Bone collagen from Herculaneum and Pompeii

PhD candidate: Georgia Ntasi


The ESR5 will focus on the analysis and definition of ancient protein deamidation with the use of mass spectrometry (MS) using ancient human bones from excavation sites Herculaneum and Pompeii as a case study and then expanding this knowledge for the study of protein degradation in other archaeological remains and works of art.

Expected results

The projects aims to facilitate new and deeper strategic research, in the characterization of a wider range of modifications, those expected as well as those not yet characterized, that occur in proteins upon aging of deterioration in samples that have been exposed to a wide spectrum of different environmental conditions.

My project

A challenging, as well as intriguing peculiarity of ancient proteins is their signature pattern of deterioration and aging represented by covalent modifications. Distinction between modifications occurred in vivo and diagenetically derived alterations will provide important information on the physiology of ancient organisms, and on the aging and deterioration of artworks. Rigorous identification of protein degradation products and the reconstruction of their formation pathways, through spontaneous reactions with endogenous or exogenous compounds, will also be associated with specific environmental factors, leading to develop a more efficient preservation of ancient samples.
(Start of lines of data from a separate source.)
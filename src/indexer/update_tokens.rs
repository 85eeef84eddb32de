use std::collections::HashSet;

use log::{info, warn};

use crate::error::IndexerError;
use crate::indexer::Indexer;
use crate::models::Pair;

impl Indexer {
    /// Ensures every asset referenced by any known pair has a token row.
    ///
    /// Existing rows are never touched here; metadata corrections are the
    /// verified-token procedure's job. The first unresolvable fetch aborts
    /// the run with nothing persisted, except bare native denoms, which have
    /// no metadata source and are skipped per asset.
    ///
    /// # Errors
    /// * Repository read/write failures
    /// * The first node fetch failure other than
    ///   [`IndexerError::UnsupportedAddressKind`]
    pub async fn update_tokens(&self) -> Result<(), IndexerError> {
        let pairs = self.repos.persist.pairs(0, 0, false).await?;
        let stored = self.repos.persist.tokens(0, 0, false).await?;

        let known: HashSet<String> = stored
            .into_iter()
            .filter(|t| t.chain_id == self.chain_id)
            .map(|t| t.address)
            .collect();

        let candidates = missing_asset_addresses(&pairs, &known);
        info!(
            "indexer::update_tokens: {} pairs reference {} unknown assets",
            pairs.len(),
            candidates.len()
        );

        let mut staged = Vec::new();
        for address in candidates {
            match self.repos.node.token(&address).await {
                Ok(token) => staged.push(token),
                Err(e) if matches!(e.root(), IndexerError::UnsupportedAddressKind(_)) => {
                    warn!("indexer::update_tokens: no metadata source for {address}, skipping");
                }
                Err(e) => return Err(e.context("update_tokens")),
            }
        }

        if staged.is_empty() {
            info!("indexer::update_tokens: no new tokens, nothing to do");
            return Ok(());
        }

        self.repos.persist.save_tokens(&staged).await?;
        info!("indexer::update_tokens: saved {} new tokens", staged.len());
        Ok(())
    }
}

/// Every asset address referenced by `pairs` and absent from `known`,
/// deduplicated across pairs in first-seen order.
#[must_use]
pub fn missing_asset_addresses(pairs: &[Pair], known: &HashSet<String>) -> Vec<String> {
    let mut seen: HashSet<&str> = HashSet::new();
    let mut missing = Vec::new();

    for pair in pairs {
        for address in pair.asset_addresses() {
            if !known.contains(address) && seen.insert(address) {
                missing.push(address.to_string());
            }
        }
    }

    missing
}
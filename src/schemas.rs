//! Database schema definitions.
//!
//! `pairs` lives in the ETL output database and is read-only here; the other
//! tables live in the mirror database this process owns.

diesel::table! {
    /// Trading-pair registrations written by the upstream ETL pipeline.
    pairs (id) {
        /// Row id, used for keyset pagination.
        id -> Int8,
        /// Chain the pair was registered on.
        chain_id -> Text,
        /// Pair contract address.
        contract -> Text,
        /// First constituent asset address.
        asset0 -> Text,
        /// Second constituent asset address.
        asset1 -> Text,
        /// Liquidity-pool token address.
        lp -> Text,
    }
}

diesel::table! {
    /// Fungible-asset metadata, unique on (chain_id, address).
    tokens (id) {
        /// Row id, used for keyset pagination.
        id -> Int8,
        /// Chain scope of the address.
        chain_id -> Text,
        /// Token address (cw20 contract or ibc/ denom).
        address -> Text,
        /// Protocol/origin tag from the verified registry.
        protocol -> Text,
        /// Display symbol.
        symbol -> Text,
        /// Display name.
        name -> Text,
        /// Decimal precision.
        decimals -> Int4,
        /// Icon URI.
        icon -> Text,
        /// Whether an external registry attests this token.
        verified -> Bool,
    }
}

diesel::table! {
    /// Point-in-time pool reserve snapshots, keyed by (chain, address, height).
    latest_pools (id) {
        /// Row id.
        id -> Int8,
        /// Chain scope of the pool.
        chain_id -> Text,
        /// Pair contract address.
        address -> Text,
        /// Block height the reserves were observed at.
        height -> Int8,
        /// Reserve of the first asset.
        asset0_amount -> Numeric,
        /// Reserve of the second asset.
        asset1_amount -> Numeric,
        /// Total supply of the liquidity-pool token.
        lp_amount -> Numeric,
    }
}

diesel::table! {
    /// Last node height observed at a successful pool sync, one row per chain.
    synced_height (id) {
        /// Row id.
        id -> Int8,
        /// Chain the height belongs to.
        chain_id -> Text,
        /// The stored height.
        height -> Int8,
    }
}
Much work still needs to be done to understand and characterize the whole range of modifications occurring during proteins aging in samples exposed to a wide spectrum of different environmental conditions. In this thematic section, characterisation of modifications known to accumulate in ancient samples over millennia, such as deamidation and oxidation, as well as blind search for other, less common, spontaneous modifications will be used to identify environmental changes, aging and diagenetic factors.
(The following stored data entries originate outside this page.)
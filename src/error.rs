//! Error taxonomy for the indexer.
//!
//! Every layer below `main` returns [`IndexerError`] so the scheduler can
//! classify failures programmatically instead of string-matching. Repository
//! methods wrap client errors with their operation name via
//! [`IndexerError::context`], preserving the original variant in the source
//! chain.

use thiserror::Error;

/// All failure modes of the indexer core.
#[derive(Debug, Error)]
pub enum IndexerError {
    /// Transport failure talking to the node or an HTTP registry.
    #[error("network request failed: {0}")]
    Network(#[source] reqwest::Error),

    /// The transport gave up waiting; surfaced instead of hanging.
    #[error("network request timed out: {0}")]
    Timeout(#[source] reqwest::Error),

    /// The remote side does not know the requested resource.
    #[error("not found: {0}")]
    NotFound(String),

    /// Malformed or unexpected response payload. Logged distinctly from
    /// [`IndexerError::Network`] since it may indicate a schema regression
    /// rather than transient unavailability.
    #[error("failed to decode response: {0}")]
    Decode(String),

    /// The chain id does not match any registered network partition.
    #[error("unsupported network for chain id {0}")]
    UnsupportedNetwork(String),

    /// The configured factory address belongs to no registered network.
    #[error("unregistered factory address {0}")]
    UnregisteredFactoryAddress(String),

    /// An address shape with no on-chain metadata source (bare native denom).
    #[error("no metadata source for address {0}")]
    UnsupportedAddressKind(String),

    /// Database read/write failure.
    #[error("database error: {0}")]
    Database(#[from] diesel::result::Error),

    /// Connection pool construction or checkout failure.
    #[error("connection pool error: {0}")]
    Pool(String),

    /// A lower-layer error wrapped with the operation that hit it.
    #[error("{op}: {source}")]
    Context {
        /// The operation that was being performed.
        op: &'static str,
        /// The underlying error.
        #[source]
        source: Box<IndexerError>,
    },

    /// A scheduled task exhausted its error tolerance. Returned to the
    /// process entry point, which shuts down with a non-zero status.
    #[error("task {task} failed {failures} consecutive times: {source}")]
    Fatal {
        /// Name of the escalating task.
        task: String,
        /// Consecutive failure count at escalation.
        failures: u32,
        /// The last error observed.
        #[source]
        source: Box<IndexerError>,
    },
}

impl IndexerError {
    /// Wraps this error with the name of the operation that produced it.
    #[must_use]
    pub fn context(self, op: &'static str) -> Self {
        Self::Context {
            op,
            source: Box::new(self),
        }
    }

    /// Unwraps any [`IndexerError::Context`] layers down to the root cause.
    #[must_use]
    pub fn root(&self) -> &Self {
        match self {
            Self::Context { source, .. } => source.root(),
            other => other,
        }
    }

    /// Whether the scheduler should retry after this error.
    ///
    /// Configuration and identity errors are permanent and fail fast at
    /// startup; everything coming out of a scheduled run is worth retrying,
    /// including decode errors (the node may catch up or a registry may
    /// republish).
    #[must_use]
    pub fn is_retryable(&self) -> bool {
        !matches!(
            self.root(),
            Self::UnsupportedNetwork(_)
                | Self::UnregisteredFactoryAddress(_)
                | Self::Fatal { .. }
        )
    }
}

impl From<reqwest::Error> for IndexerError {
    fn from(err: reqwest::Error) -> Self {
        if err.is_timeout() {
            Self::Timeout(err)
        } else if err.is_decode() {
            Self::Decode(err.to_string())
        } else {
            Self::Network(err)
        }
    }
}

impl From<diesel_async::pooled_connection::deadpool::PoolError> for IndexerError {
    fn from(err: diesel_async::pooled_connection::deadpool::PoolError) -> Self {
        Self::Pool(err.to_string())
    }
}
It is still an open question whether deamidation of glutamine (Q) and asparagine (N) could be used as a dating technique in ancient samples, but it is widely accepted that deamidation can be considered as a biomolecular marker of deterioration and natural aging of proteins in artistic and archaeological materials . Detection of deamidation can offer interesting prospects in the evaluation of the conservation state of work of arts and archaeological remains. However, deamidation is a delicate modification, since it is strongly influenced by several parameters such as pH and temperature. Deamidation is also a delicate modification from a purely technical point of view, since it induces a mass shift of only 0.98 Da, and deamidation can occur also as a by-product of sample preparation. This modification will be explored as specific signature of the conservation state of collagens from bones from Herculaneum and Pompeii (that although arising from the same catastrophic event have experienced different burial conditions). The work will beneficiate of the interaction with the anthropologist Dr. Pierpaolo Petrone (University of Naples, Federico II) and the professional restorer (Dr. Giancarlo Fatigati) collaborating with the Museo Archeologico di Napoli (MAN), to widen the technical approaches to samples. Methodological development will allow proper quantification of deamidation levels and identification of unexpected modifications that can be used as molecular signatures of deterioration/aging.


Planned secondments:

  1. Secondment period of 3-4 months at USTL (co-supervision), to compare analytical procedures.
  2. Secondment period of 4-5 months at UoY to share and compare experience on ancient protein degradation with Gopaiah Talari and Matthew Collins.